Define Key Questions

Before you start collecting data, it is important to clarify what information you hope your data will provide and how you will use that data. The best way to do this is to identify specific questions about your work that will guide you throughout your data collection process. To help identify what your guiding questions should be, turn to your organization’s strategic plan or your program logic model.

Use your strategic plan

Your strategic plan outlines the goals of your organization and offers tactical strategies for achieving those goals.

  • Goals define “what” you are seeking to achieve
  • Strategies define “how” you will do it

In order to identify the guiding questions that will best serve you, make sure that your goals and strategies are as SMART and CLEAR as possible.

SMART Goals are:

  • Specific – clearly defined
  • Measurable – easily recorded, scaled and compared
  • Attainable – not only possible but reasonable
  • Relevant – reflect your organizational mission
  • Time-bound – able to be achieved in a fixed timeframe

CLEAR Goals are:

  • Collaborative – achieved in partnership with others
  • Limited – possess a defined scope and duration
  • Emotional – harness the energy and passion of the team working to achieve them
  • Appreciable – smaller goals contribute to a bigger objective
  • Refinable – adapt to rapidly changing environments

Once you have defined SMART, CLEAR goals, you can move on to identifying your guiding questions.

Example

From Goals to Guiding Questions

Goal (“what”): Increase the number of young adults who take a gap year between high school and college to volunteer.

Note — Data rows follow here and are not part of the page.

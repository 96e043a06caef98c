//! Habit configuration, recurrence rules and denormalized streak counters.
//!
//! # Invariants
//! - `name` is trimmed and non-empty.
//! - Recurrence: `interval >= 1`, `1 <= times <= 7`, `days_of_week` non-empty
//!   with every value in `0..=6` (Sunday = 0).
//! - `longest_streak >= streak`.
//! - Streak fields change only through the check-in path; [`HabitPatch`]
//!   cannot touch them.

use super::entry::EntryStatus;
use super::{trim_optional, UnknownVariant};
use crate::day::CanonicalDay;
use chrono::{DateTime, Utc, Weekday};
use once_cell::sync::Lazy;
use regex::Regex;
use serde::{Deserialize, Serialize};
use std::collections::BTreeSet;
use std::fmt::{Display, Formatter};
use std::str::FromStr;
use thiserror::Error;
use uuid::Uuid;

pub type HabitId = Uuid;
/// Opaque user identity supplied by the identity provider.
pub type UserId = Uuid;

static HEX_COLOR_RE: Lazy<Regex> =
    Lazy::new(|| Regex::new(r"^#(?:[0-9a-fA-F]{3}){1,2}$").expect("valid hex color regex"));

#[derive(Debug, Clone, PartialEq, Eq, Error)]
pub enum HabitValidationError {
    #[error("habit id must not be nil")]
    NilId,
    #[error("habit name cannot be empty")]
    EmptyName,
    #[error("color `{0}` is not a #RGB or #RRGGBB hex value")]
    InvalidColor(String),
    #[error("at least one time of day is required")]
    EmptyTimeOfDay,
    #[error("weekly recurrence needs at least one weekday")]
    EmptyDaysOfWeek,
    #[error("weekday {0} is outside 0..=6")]
    InvalidWeekday(u8),
    #[error("every_n_days interval must be >= 1")]
    ZeroInterval,
    #[error("times_per_week target must be >= 1")]
    ZeroTimes,
    #[error("times_per_week target {0} cannot be met in a 7-day week")]
    TimesExceedWeek(u32),
    #[error("cannot change habit type while a streak of {0} is running")]
    KindChangeWithActiveStreak(u32),
    #[error("longest streak {longest} is below current streak {streak}")]
    LongestBelowStreak { streak: u32, longest: u32 },
}

/// Whether completing or abstaining advances the streak.
#[derive(Debug, Clone, Copy, PartialEq, Eq, Hash, Serialize, Deserialize)]
#[serde(rename_all = "snake_case")]
pub enum HabitKind {
    /// `completed` advances the streak, `missed` resets it.
    Build,
    /// `avoided` advances the streak, `lapsed` resets it.
    Quit,
}

impl HabitKind {
    pub fn as_str(self) -> &'static str {
        match self {
            Self::Build => "build",
            Self::Quit => "quit",
        }
    }

    /// Status that extends the streak for this kind.
    pub fn success_status(self) -> EntryStatus {
        match self {
            Self::Build => EntryStatus::Completed,
            Self::Quit => EntryStatus::Avoided,
        }
    }

    /// Status that breaks the streak for this kind.
    pub fn failure_status(self) -> EntryStatus {
        match self {
            Self::Build => EntryStatus::Missed,
            Self::Quit => EntryStatus::Lapsed,
        }
    }

    /// Statuses a check-in may record against this kind.
    pub fn accepts(self, status: EntryStatus) -> bool {
        status == EntryStatus::Skipped
            || status == self.success_status()
            || status == self.failure_status()
    }
}

impl Display for HabitKind {
    fn fmt(&self, f: &mut Formatter<'_>) -> std::fmt::Result {
        f.write_str(self.as_str())
    }
}

impl FromStr for HabitKind {
    type Err = UnknownVariant;

    fn from_str(value: &str) -> Result<Self, Self::Err> {
        match value {
            "build" => Ok(Self::Build),
            "quit" => Ok(Self::Quit),
            other => Err(UnknownVariant::new("habit type", other)),
        }
    }
}

#[derive(Debug, Clone, Copy, PartialEq, Eq, Hash, Serialize, Deserialize)]
#[serde(rename_all = "snake_case")]
pub enum TimeOfDay {
    Morning,
    Afternoon,
    Evening,
}

impl TimeOfDay {
    pub fn as_str(self) -> &'static str {
        match self {
            Self::Morning => "morning",
            Self::Afternoon => "afternoon",
            Self::Evening => "evening",
        }
    }
}

impl FromStr for TimeOfDay {
    type Err = UnknownVariant;

    fn from_str(value: &str) -> Result<Self, Self::Err> {
        match value {
            "morning" => Ok(Self::Morning),
            "afternoon" => Ok(Self::Afternoon),
            "evening" => Ok(Self::Evening),
            other => Err(UnknownVariant::new("time of day", other)),
        }
    }
}

/// First day of a `times_per_week` week.
#[derive(Debug, Clone, Copy, PartialEq, Eq, Hash, Serialize, Deserialize)]
#[serde(rename_all = "snake_case")]
pub enum WeekStart {
    Sunday,
    Monday,
}

impl WeekStart {
    /// Stored form: `0` for Sunday, `1` for Monday.
    pub fn as_index(self) -> u8 {
        match self {
            Self::Sunday => 0,
            Self::Monday => 1,
        }
    }

    pub fn from_index(value: u8) -> Option<Self> {
        match value {
            0 => Some(Self::Sunday),
            1 => Some(Self::Monday),
            _ => None,
        }
    }

    pub fn weekday(self) -> Weekday {
        match self {
            Self::Sunday => Weekday::Sun,
            Self::Monday => Weekday::Mon,
        }
    }
}

impl FromStr for WeekStart {
    type Err = UnknownVariant;

    fn from_str(value: &str) -> Result<Self, Self::Err> {
        match value {
            "sunday" => Ok(Self::Sunday),
            "monday" => Ok(Self::Monday),
            other => Err(UnknownVariant::new("week start", other)),
        }
    }
}

/// Schedule a habit is expected to follow.
#[derive(Debug, Clone, PartialEq, Eq, Serialize, Deserialize)]
#[serde(tag = "type", rename_all = "snake_case")]
pub enum Recurrence {
    Daily,
    /// Scheduled weekdays, Sunday = 0 .. Saturday = 6.
    Weekly { days_of_week: BTreeSet<u8> },
    EveryNDays { interval: u32 },
    /// At least `times` successful days per week.
    TimesPerWeek { times: u32, week_starts_on: WeekStart },
}

impl Recurrence {
    /// Discriminant as stored in `habits.recurrence_type`.
    pub fn type_str(&self) -> &'static str {
        match self {
            Self::Daily => "daily",
            Self::Weekly { .. } => "weekly",
            Self::EveryNDays { .. } => "every_n_days",
            Self::TimesPerWeek { .. } => "times_per_week",
        }
    }

    pub fn validate(&self) -> Result<(), HabitValidationError> {
        match self {
            Self::Daily => Ok(()),
            Self::Weekly { days_of_week } => {
                if days_of_week.is_empty() {
                    return Err(HabitValidationError::EmptyDaysOfWeek);
                }
                match days_of_week.iter().find(|day| **day > 6) {
                    Some(day) => Err(HabitValidationError::InvalidWeekday(*day)),
                    None => Ok(()),
                }
            }
            Self::EveryNDays { interval } => {
                if *interval == 0 {
                    Err(HabitValidationError::ZeroInterval)
                } else {
                    Ok(())
                }
            }
            Self::TimesPerWeek { times, .. } => match *times {
                0 => Err(HabitValidationError::ZeroTimes),
                t if t > 7 => Err(HabitValidationError::TimesExceedWeek(t)),
                _ => Ok(()),
            },
        }
    }
}

/// Denormalized streak counters stored on the habit row.
#[derive(Debug, Clone, Copy, Default, PartialEq, Eq, Serialize, Deserialize)]
pub struct StreakState {
    pub streak: u32,
    pub longest_streak: u32,
    /// Most recent day on which the streak advanced.
    pub last_completed_date: Option<CanonicalDay>,
}

/// Persisted habit.
#[derive(Debug, Clone, PartialEq, Eq, Serialize, Deserialize)]
pub struct Habit {
    pub id: HabitId,
    pub user_id: UserId,
    pub name: String,
    pub description: Option<String>,
    #[serde(rename = "type")]
    pub kind: HabitKind,
    pub color: Option<String>,
    pub icon: Option<String>,
    pub time_of_day: Vec<TimeOfDay>,
    pub recurrence: Recurrence,
    pub streak: u32,
    pub longest_streak: u32,
    pub last_completed_date: Option<CanonicalDay>,
    pub archived: bool,
    pub created_at: DateTime<Utc>,
    pub updated_at: DateTime<Utc>,
}

impl Habit {
    pub fn streak_state(&self) -> StreakState {
        StreakState {
            streak: self.streak,
            longest_streak: self.longest_streak,
            last_completed_date: self.last_completed_date,
        }
    }

    pub fn is_active(&self) -> bool {
        !self.archived
    }

    /// Normalizes free-text fields in place.
    pub fn normalize(&mut self) {
        self.name = self.name.trim().to_string();
        self.description = trim_optional(self.description.take());
        self.color = trim_optional(self.color.take());
        self.icon = trim_optional(self.icon.take());
        dedup_in_order(&mut self.time_of_day);
    }

    pub fn validate(&self) -> Result<(), HabitValidationError> {
        if self.id.is_nil() {
            return Err(HabitValidationError::NilId);
        }
        if self.name.trim().is_empty() {
            return Err(HabitValidationError::EmptyName);
        }
        if let Some(color) = self.color.as_deref() {
            if !HEX_COLOR_RE.is_match(color) {
                return Err(HabitValidationError::InvalidColor(color.to_string()));
            }
        }
        if self.time_of_day.is_empty() {
            return Err(HabitValidationError::EmptyTimeOfDay);
        }
        self.recurrence.validate()?;
        if self.longest_streak < self.streak {
            return Err(HabitValidationError::LongestBelowStreak {
                streak: self.streak,
                longest: self.longest_streak,
            });
        }
        Ok(())
    }
}

/// Input for creating a habit.
#[derive(Debug, Clone, PartialEq, Eq, Serialize, Deserialize)]
pub struct NewHabit {
    pub user_id: UserId,
    pub name: String,
    #[serde(default)]
    pub description: Option<String>,
    #[serde(rename = "type")]
    pub kind: HabitKind,
    #[serde(default)]
    pub color: Option<String>,
    #[serde(default)]
    pub icon: Option<String>,
    pub time_of_day: Vec<TimeOfDay>,
    pub recurrence: Recurrence,
}

impl NewHabit {
    pub fn new(
        user_id: UserId,
        name: impl Into<String>,
        kind: HabitKind,
        recurrence: Recurrence,
        time_of_day: Vec<TimeOfDay>,
    ) -> Self {
        Self {
            user_id,
            name: name.into(),
            description: None,
            kind,
            color: None,
            icon: None,
            time_of_day,
            recurrence,
        }
    }

    /// Builds a normalized, validated habit with zeroed streak counters.
    pub fn into_habit(self, now: DateTime<Utc>) -> Result<Habit, HabitValidationError> {
        let mut habit = Habit {
            id: Uuid::new_v4(),
            user_id: self.user_id,
            name: self.name,
            description: self.description,
            kind: self.kind,
            color: self.color,
            icon: self.icon,
            time_of_day: self.time_of_day,
            recurrence: self.recurrence,
            streak: 0,
            longest_streak: 0,
            last_completed_date: None,
            archived: false,
            created_at: now,
            updated_at: now,
        };
        habit.normalize();
        habit.validate()?;
        Ok(habit)
    }
}

/// Partial update of habit configuration fields.
///
/// Outer `None` leaves a field untouched; `Some(None)` clears an optional one.
#[derive(Debug, Clone, Default, PartialEq, Eq, Serialize, Deserialize)]
pub struct HabitPatch {
    #[serde(default)]
    pub name: Option<String>,
    #[serde(default)]
    pub description: Option<Option<String>>,
    #[serde(default, rename = "type")]
    pub kind: Option<HabitKind>,
    #[serde(default)]
    pub color: Option<Option<String>>,
    #[serde(default)]
    pub icon: Option<Option<String>>,
    #[serde(default)]
    pub time_of_day: Option<Vec<TimeOfDay>>,
    #[serde(default)]
    pub recurrence: Option<Recurrence>,
}

impl HabitPatch {
    pub fn is_empty(&self) -> bool {
        self == &Self::default()
    }

    /// Applies the patch, then normalizes and validates the result.
    ///
    /// Switching between build and quit is refused while a streak is running,
    /// since the counters were earned under the other kind's statuses.
    pub fn apply_to(&self, habit: &mut Habit) -> Result<(), HabitValidationError> {
        if self.kind.is_some_and(|kind| kind != habit.kind) && habit.streak > 0 {
            return Err(HabitValidationError::KindChangeWithActiveStreak(habit.streak));
        }
        if let Some(name) = &self.name {
            habit.name = name.clone();
        }
        if let Some(description) = &self.description {
            habit.description = description.clone();
        }
        if let Some(kind) = self.kind {
            habit.kind = kind;
        }
        if let Some(color) = &self.color {
            habit.color = color.clone();
        }
        if let Some(icon) = &self.icon {
            habit.icon = icon.clone();
        }
        if let Some(time_of_day) = &self.time_of_day {
            habit.time_of_day = time_of_day.clone();
        }
        if let Some(recurrence) = &self.recurrence {
            habit.recurrence = recurrence.clone();
        }
        habit.normalize();
        habit.validate()
    }
}

fn dedup_in_order(values: &mut Vec<TimeOfDay>) {
    let mut seen = Vec::with_capacity(values.len());
    values.retain(|value| {
        if seen.contains(value) {
            false
        } else {
            seen.push(*value);
            true
        }
    });
}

Strategy (“how”): Engage rising high school juniors and seniors in summer volunteer programs.

Guiding Questions:
  • Have participants’ feelings about the importance of service changed as a result of these programs?
  • Are participants more likely to take a gap year to volunteer in between high school and college?

Use your logic model

A logic model is a framework for considering how your different projects, initiatives and programs contribute to your organization’s goals and how you can track your progress along the way. Here are some questions to ask yourself as you build your logic model:

  • Impact: What measurable change are you seeking to achieve in the long term?
  • Outcomes: What measurable change are you seeking to achieve in the short to intermediate term? What would indicate that you are on your way to accomplishing your long-term goals?
  • Outputs: What tangibles can you measure immediately following the program?
  • Activities: What are the high-level steps that you need to take to successfully run the program?
  • Inputs: What resources (money, staff, technology) do you need to invest in the program for it to be successful?

Note: Typically, you build a logic model in reverse order, beginning with impact and ending with inputs.

Example

The goal of your organization is to increase the number of young people who take a gap year between high school and college to volunteer. You believe that by engaging rising high school juniors and seniors in short-term service programs, you will see more teens go on to participate in a year-long service program after graduating high school.

One of your signature programs provides teens the opportunity to volunteer at summer camps for low-income families. Volunteers commit to 2 or 4 weeks to help run the camp—coordinate activities, oversee meals, run field trips to local museums and provide afternoon tutoring for students who need extra summer reading support.

To build the logic model for this program, start with the impact column, then move to outcomes, outputs, activities and, finally, inputs.

Logic model example:
Inputs Activities Outputs Outcomes Impact

1 staff person

Recruit program participants

Register participants

Place participants in summer volunteer programs

150 local teens volunteer for a 2-week period

150 local teens volunteer for a 4-week period

Teens have more exposure to the positive effects of service and volunteerism

Young adults feel there is value in engaging in service and volunteerism

Young people are more likely to make a commitment to service and volunteerism

Increase the number of individuals who make a commitment to service by taking a gap year between high school and college

Once you have developed your logic model, look at the output, outcome and impact columns to help formulate your strategic questions:

Guiding Questions:
  • Have participants’ feelings about the importance of service changed as a result of these programs?
  • Are participants more likely to choose a gap year for service in between high school and college?

A note about logic models: You can find many templates for logic models online, and while they all use very similar language, there are some small differences in how the terms are defined and the components that should be included. Choose the template that best fits your needs and the way you think about your work.